The North Carolina Piedmont Triad's top go-to source for News

a service of the News & Record, Greensboro, North Carolina

» Home

The Editor's Log

« Blogging ethics | Main | Moving where the work is »

Remembering the past once a year

My newspaper column

Like most of you, I remember exactly where I was that horrendous Tuesday morning when I heard about the planes crashing into the World Trade Center. I was called out of a meeting and joined a crowd in front of a television. After the first tower collapsed, we began planning an afternoon "extra."

I'm less clear in pinpointing the moment I realized that Hurricane Katrina had devastated the Louisiana and Mississippi.
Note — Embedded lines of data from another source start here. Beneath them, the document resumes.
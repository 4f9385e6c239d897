//! Inbound (Driving) port for the auction engine.
//!
//! All inputs cross this boundary as strict typed requests; client-supplied
//! timestamps or precomputed "current bid" values never enter the engine.

use crate::domain::entities::{
    ArtworkId, Auction, AuctionId, Bid, Money, Timestamp, UserId,
};
use crate::domain::errors::Result;
use crate::domain::validation::RejectReason;
use async_trait::async_trait;

/// Validated request to open a new auction.
#[derive(Clone, Debug)]
pub struct NewAuctionRequest {
    /// The artwork being sold.
    pub artwork_id: ArtworkId,
    /// The selling artist.
    pub seller_id: UserId,
    /// Opening price; must be positive.
    pub starting_bid: Money,
    /// Minimum acceptable final price. None means no reserve.
    pub reserve_price: Option<Money>,
    /// When bidding opens. None means immediately.
    pub start_time: Option<Timestamp>,
    /// When bidding closes. Must be after the start.
    pub end_time: Timestamp,
    /// Per-auction increment override. None uses the engine default.
    pub min_increment: Option<Money>,
}

/// Synchronous answer to a bid attempt. A rejection is data here, not an
/// error: the caller resubmits a corrected bid.
#[derive(Clone, Debug)]
pub struct BidReceipt {
    /// Whether the bid committed.
    pub accepted: bool,
    /// Why it did not, when `accepted` is false.
    pub reason: Option<RejectReason>,
    /// The standing price after the attempt.
    pub current_bid: Money,
    /// Snapshot of the auction after the attempt.
    pub auction: Auction,
}

/// Read-model view of one auction with its derived watcher count.
#[derive(Clone, Debug)]
pub struct AuctionView {
    /// The auction row, with any overdue lifecycle transition already applied.
    pub auction: Auction,
    /// Number of current watchers.
    pub watcher_count: u64,
}

/// The engine's public API, consumed by the web layer and collaborators.
#[async_trait]
pub trait AuctionEngineApi: Send + Sync {
    /// Opens a new auction. Fails on a non-positive starting bid or an end
    /// time not after the start time.
    async fn create_auction(&self, request: NewAuctionRequest) -> Result<Auction>;

    /// Places a bid. Concurrent calls against the same auction serialize;
    /// rejections come back in the receipt, infrastructure failures as
    /// retryable errors.
    async fn place_bid(
        &self,
        auction_id: AuctionId,
        bidder_id: UserId,
        amount: Money,
    ) -> Result<BidReceipt>;

    /// Reads an auction, lazily applying any overdue lifecycle transition
    /// before returning.
    async fn get_auction(&self, auction_id: AuctionId) -> Result<AuctionView>;

    /// Subscribes a user to the auction's events. Idempotent.
    async fn watch(&self, auction_id: AuctionId, user_id: UserId) -> Result<()>;

    /// Removes a user's subscription. Idempotent.
    async fn unwatch(&self, auction_id: AuctionId, user_id: UserId) -> Result<()>;

    /// Accepted bids oldest first; pass the last seen sequence to resume.
    async fn list_bids(
        &self,
        auction_id: AuctionId,
        after_sequence: Option<u64>,
    ) -> Result<Vec<Bid>>;

    /// Cancels an auction. Only the seller may cancel, and only while no
    /// accepted bid exists unless policy allows otherwise.
    async fn cancel_auction(&self, auction_id: AuctionId, requested_by: UserId)
        -> Result<Auction>;

    /// Payment-collaborator callback confirming capture: advances
    /// Ended -> Settled. Idempotent.
    async fn confirm_settlement(&self, auction_id: AuctionId) -> Result<Auction>;
}
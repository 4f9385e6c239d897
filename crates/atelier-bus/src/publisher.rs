//! # Event Publisher
//!
//! Defines the publishing side of the event bus.

use crate::events::{EventFilter, MarketEvent};
use crate::subscriber::{EventStream, Subscription};
use crate::DEFAULT_CHANNEL_CAPACITY;
use async_trait::async_trait;
use std::collections::HashMap;
use std::sync::atomic::{AtomicU64, Ordering};
use std::sync::{Arc, RwLock};
use tokio::sync::broadcast;
use tracing::{debug, warn};

/// Trait for publishing events to the bus.
///
/// This is the interface the engine components use to emit committed facts
/// for consumption by collaborators.
#[async_trait]
pub trait EventPublisher: Send + Sync {
    /// Publish an event to the bus.
    ///
    /// # Returns
    ///
    /// The number of active subscribers that received the event.
    async fn publish(&self, event: MarketEvent) -> usize;

    /// Get the total number of events published.
    fn events_published(&self) -> u64;
}

/// In-memory implementation of the event bus.
///
/// Uses `tokio::sync::broadcast` for multi-producer, multi-consumer semantics.
/// Suitable for single-node operation; distributed deployments would use
/// a different implementation (e.g., Redis, NATS).
pub struct InMemoryEventBus {
    /// Broadcast sender for events.
    sender: broadcast::Sender<MarketEvent>,

    /// Active subscription count by topic.
    subscriptions: Arc<RwLock<HashMap<String, usize>>>,

    /// Total events published.
    events_published: AtomicU64,

    /// Channel capacity.
    capacity: usize,
}

impl InMemoryEventBus {
    /// Create a new in-memory event bus with default capacity.
    #[must_use]
    pub fn new() -> Self {
        Self::with_capacity(DEFAULT_CHANNEL_CAPACITY)
    }

    /// Create a new in-memory event bus with specified capacity.
    #[must_use]
    pub fn with_capacity(capacity: usize) -> Self {
        let (sender, _) = broadcast::channel(capacity);
        Self {
            sender,
            subscriptions: Arc::new(RwLock::new(HashMap::new())),
            events_published: AtomicU64::new(0),
            capacity,
        }
    }

    /// Subscribe to events matching a filter.
    ///
    /// Returns a `Subscription` handle that can be used to receive events.
    #[must_use]
    pub fn subscribe(&self, filter: EventFilter) -> Subscription {
        let receiver = self.sender.subscribe();
        let topic_key = format!("{:?}", filter.topics);

        // Track subscription
        {
            if let Ok(mut subs) = self.subscriptions.write() {
                *subs.entry(topic_key.clone()).or_insert(0) += 1;
            }
        }

        debug!(topics = ?filter.topics, "New subscription created");

        Subscription::new(receiver, filter, self.subscriptions.clone(), topic_key)
    }

    /// Get a stream of events matching a filter.
    ///
    /// This is a convenience method that returns an `EventStream`.
    #[must_use]
    pub fn event_stream(&self, filter: EventFilter) -> EventStream {
        EventStream::new(self.subscribe(filter))
    }

    /// Get the number of active subscribers.
    #[must_use]
    pub fn subscriber_count(&self) -> usize {
        self.sender.receiver_count()
    }

    /// Get the channel capacity.
    #[must_use]
    pub fn capacity(&self) -> usize {
        self.capacity
    }
}

impl Default for InMemoryEventBus {
    fn default() -> Self {
        Self::new()
    }
}

#[async_trait]
impl EventPublisher for InMemoryEventBus {
    async fn publish(&self, event: MarketEvent) -> usize {
        let topic = event.topic();
        let auction_id = event.auction_id();

        // Always increment counter (event was attempted)
        self.events_published.fetch_add(1, Ordering::Relaxed);

        match self.sender.send(event) {
            Ok(receiver_count) => {
                debug!(
                    topic = ?topic,
                    auction_id = %auction_id,
                    receivers = receiver_count,
                    "Event published"
                );
                receiver_count
            }
            Err(e) => {
                // No receivers - event is dropped
                warn!(
                    topic = ?topic,
                    auction_id = %auction_id,
                    error = %e,
                    "Event dropped (no receivers)"
                );
                0
            }
        }
    }

    fn events_published(&self) -> u64 {
        self.events_published.load(Ordering::Relaxed)
    }
}
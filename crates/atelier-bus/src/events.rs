//! # Marketplace Events
//!
//! Defines all event types that flow through the bus. Every variant is a
//! committed fact: publishers only emit after their state change has been
//! durably applied.

use atelier_types::{ArtworkId, AuctionId, Money, Timestamp, UserId};
use serde::{Deserialize, Serialize};

/// All events that can be published to the event bus.
#[derive(Debug, Clone, Serialize, Deserialize)]
pub enum MarketEvent {
    // =========================================================================
    // LIFECYCLE: emitted by the scheduler (and lazily by reads)
    // =========================================================================
    /// An auction opened for bidding (created active, or Scheduled -> Active).
    AuctionOpened {
        auction_id: AuctionId,
        artwork_id: ArtworkId,
        seller_id: UserId,
        end_time: Timestamp,
    },

    /// An active auction entered the closing window. Emitted once per auction.
    AuctionEndingSoon {
        auction_id: AuctionId,
        end_time: Timestamp,
    },

    /// An auction passed its end time with reserve satisfied (or no reserve).
    /// `winner` is None when no bid was ever accepted.
    AuctionEnded {
        auction_id: AuctionId,
        seller_id: UserId,
        winner: Option<UserId>,
        final_price: Money,
    },

    /// An auction passed its end time without meeting its reserve. No winner.
    ReserveNotMet {
        auction_id: AuctionId,
        seller_id: UserId,
        final_price: Money,
    },

    /// An auction was cancelled by its seller or an admin before completion.
    AuctionCancelled {
        auction_id: AuctionId,
        seller_id: UserId,
    },

    /// Settlement confirmed; the auction is fully immutable from here on.
    AuctionSettled { auction_id: AuctionId },

    // =========================================================================
    // BIDDING: emitted by the coordinator, one per accepted bid
    // =========================================================================
    /// A bid was accepted and committed. `previous_highest` is the bidder who
    /// was standing before this bid, if any.
    BidPlaced {
        auction_id: AuctionId,
        bidder_id: UserId,
        previous_highest: Option<UserId>,
        amount: Money,
        sequence: u64,
    },

    // =========================================================================
    // SETTLEMENT: consumed by the payment collaborator
    // =========================================================================
    /// Winner determined at close; the payment collaborator initiates capture
    /// and calls back to confirm settlement.
    WinnerDetermined {
        auction_id: AuctionId,
        winner: UserId,
        final_price: Money,
    },
}

impl MarketEvent {
    /// Get the topic for this event (for filtering).
    #[must_use]
    pub fn topic(&self) -> EventTopic {
        match self {
            Self::AuctionOpened { .. }
            | Self::AuctionEndingSoon { .. }
            | Self::AuctionEnded { .. }
            | Self::ReserveNotMet { .. }
            | Self::AuctionCancelled { .. }
            | Self::AuctionSettled { .. } => EventTopic::Lifecycle,
            Self::BidPlaced { .. } => EventTopic::Bidding,
            Self::WinnerDetermined { .. } => EventTopic::Settlement,
        }
    }

    /// The auction this event concerns. Per-auction ordering is defined over
    /// events sharing this id.
    #[must_use]
    pub fn auction_id(&self) -> AuctionId {
        match self {
            Self::AuctionOpened { auction_id, .. }
            | Self::AuctionEndingSoon { auction_id, .. }
            | Self::AuctionEnded { auction_id, .. }
            | Self::ReserveNotMet { auction_id, .. }
            | Self::AuctionCancelled { auction_id, .. }
            | Self::AuctionSettled { auction_id }
            | Self::BidPlaced { auction_id, .. }
            | Self::WinnerDetermined { auction_id, .. } => *auction_id,
        }
    }
}

/// Event topics for subscription filtering.
#[derive(Debug, Clone, Copy, PartialEq, Eq, Hash, Serialize, Deserialize)]
pub enum EventTopic {
    /// Auction lifecycle transitions (opened, ending soon, ended, cancelled, settled).
    Lifecycle,
    /// Accepted bids.
    Bidding,
    /// Winner handoff to payment.
    Settlement,
    /// All events (no filtering).
    All,
}

/// Filter for subscribing to specific events.
#[derive(Debug, Clone, Default)]
pub struct EventFilter {
    /// Topics to include. Empty means all topics.
    pub topics: Vec<EventTopic>,
    /// Auctions to include. Empty means all auctions.
    pub auctions: Vec<AuctionId>,
}

impl EventFilter {
    /// Create a filter that accepts all events.
    #[must_use]
    pub fn all() -> Self {
        Self::default()
    }

    /// Create a filter for specific topics.
    #[must_use]
    pub fn topics(topics: Vec<EventTopic>) -> Self {
        Self {
            topics,
            auctions: Vec::new(),
        }
    }

    /// Create a filter for events concerning specific auctions.
    #[must_use]
    pub fn auctions(auctions: Vec<AuctionId>) -> Self {
        Self {
            topics: Vec::new(),
            auctions,
        }
    }

    /// Check if an event matches this filter.
    #[must_use]
    pub fn matches(&self, event: &MarketEvent) -> bool {
        let topic_match = self.topics.is_empty()
            || self.topics.contains(&EventTopic::All)
            || self.topics.contains(&event.topic());

        let auction_match = self.auctions.is_empty() || self.auctions.contains(&event.auction_id());

        topic_match && auction_match
    }
}
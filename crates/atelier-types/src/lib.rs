//! # Shared Types Crate
//!
//! Cross-crate primitives for the Atelier marketplace: opaque identifiers,
//! fixed-point money, and server timestamps.
//!
//! ## Design Principles
//!
//! - **Single Source of Truth**: every identifier that crosses a crate
//!   boundary is defined here, once.
//! - **Opaque IDs**: auction, bid, user, and artwork identifiers are uuid
//!   newtypes; nothing outside this crate depends on their representation.
//! - **Server Time Only**: all timestamps originate from a server-side
//!   `TimeSource`; client-supplied timestamps are never trusted.

pub mod ids;
pub mod money;
pub mod time;

pub use ids::{ArtworkId, AuctionId, BidId, UserId};
pub use money::Money;
pub use time::Timestamp;
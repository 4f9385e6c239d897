//! Fixed-point monetary type.
//!
//! All prices are integer cents of the platform currency. Integer arithmetic
//! avoids floating-point drift on money-bearing paths; additions on bid paths
//! are checked so an overflow surfaces as `None` instead of wrapping.

use serde::{Deserialize, Serialize};
use std::fmt;

/// An amount of money in integer cents.
///
/// # Examples
/// - `Money::from_cents(100)` = $1.00
/// - `Money::from_cents(5_250)` = $52.50
#[derive(
    Clone, Copy, Debug, Default, PartialEq, Eq, PartialOrd, Ord, Hash, Serialize, Deserialize,
)]
pub struct Money(u64);

impl Money {
    /// Zero amount.
    pub const ZERO: Money = Money(0);

    /// Constructs an amount from integer cents.
    #[must_use]
    pub const fn from_cents(cents: u64) -> Self {
        Self(cents)
    }

    /// Returns the raw cent count.
    #[must_use]
    pub const fn cents(self) -> u64 {
        self.0
    }

    /// Returns true for a zero amount.
    #[must_use]
    pub const fn is_zero(self) -> bool {
        self.0 == 0
    }

    /// Checked addition; `None` on overflow.
    #[must_use]
    pub fn checked_add(self, rhs: Self) -> Option<Self> {
        self.0.checked_add(rhs.0).map(Self)
    }

    /// Saturating subtraction.
    #[must_use]
    pub fn saturating_sub(self, rhs: Self) -> Self {
        Self(self.0.saturating_sub(rhs.0))
    }
}

impl fmt::Display for Money {
    fn fmt(&self, f: &mut fmt::Formatter<'_>) -> fmt::Result {
        write!(f, "${}.{:02}", self.0 / 100, self.0 % 100)
    }
}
News of the storm's deadly aftermath rolled out so gradually, yet relentlessly, that it was days, rather than moments, before the full tragedy had unfolded.

I mention this because last week we revisited the Gulf Coast a year after Katrina with a four-day series of articles and photos. Today, with our front page story on Sandy Bradshaw, a flight attendant on United Flight 93, we are beginning a week-long series remembering Sept. 11, 2001.

These types of stories on historical anniversaries are a staple of newspaper coverage. Every year, we, and most news media, note the attack on Pearl Harbor on Dec. 7 and the Normandy invasion on June 6. We publish stories reflecting on the assassinations of President John F. Kennedy on Nov. 22 and Dr. Martin Luther King on April 4. Every once in a while, we have mistakenly ignored these anniversaries and suffered the wrath of readers with longer memories than ours.

Locally, we've added Feb. 1 (Greensboro Sit-ins) and Nov. 3 (the communist-Klan shootings at Morningside Homes) to the list of occasions that warrant reflections every year.

On stories like this, I often fear that the wall-to-wall television coverage will wear people out. I experienced this myself last Tuesday and Wednesday with all the network correspondents reporting from New Orleans.

I believe that we have found a good balance in our Sept. 11 package, with a mix of local and national stories that you can read at your convenience throughout the week.

Here's some of what we have planned:

* We asked readers to tell us how Sept. 11 changed their lives. Each day this week we will publish their responses. As you can tell from Joel Morrison’s letter on the front page, they are powerful.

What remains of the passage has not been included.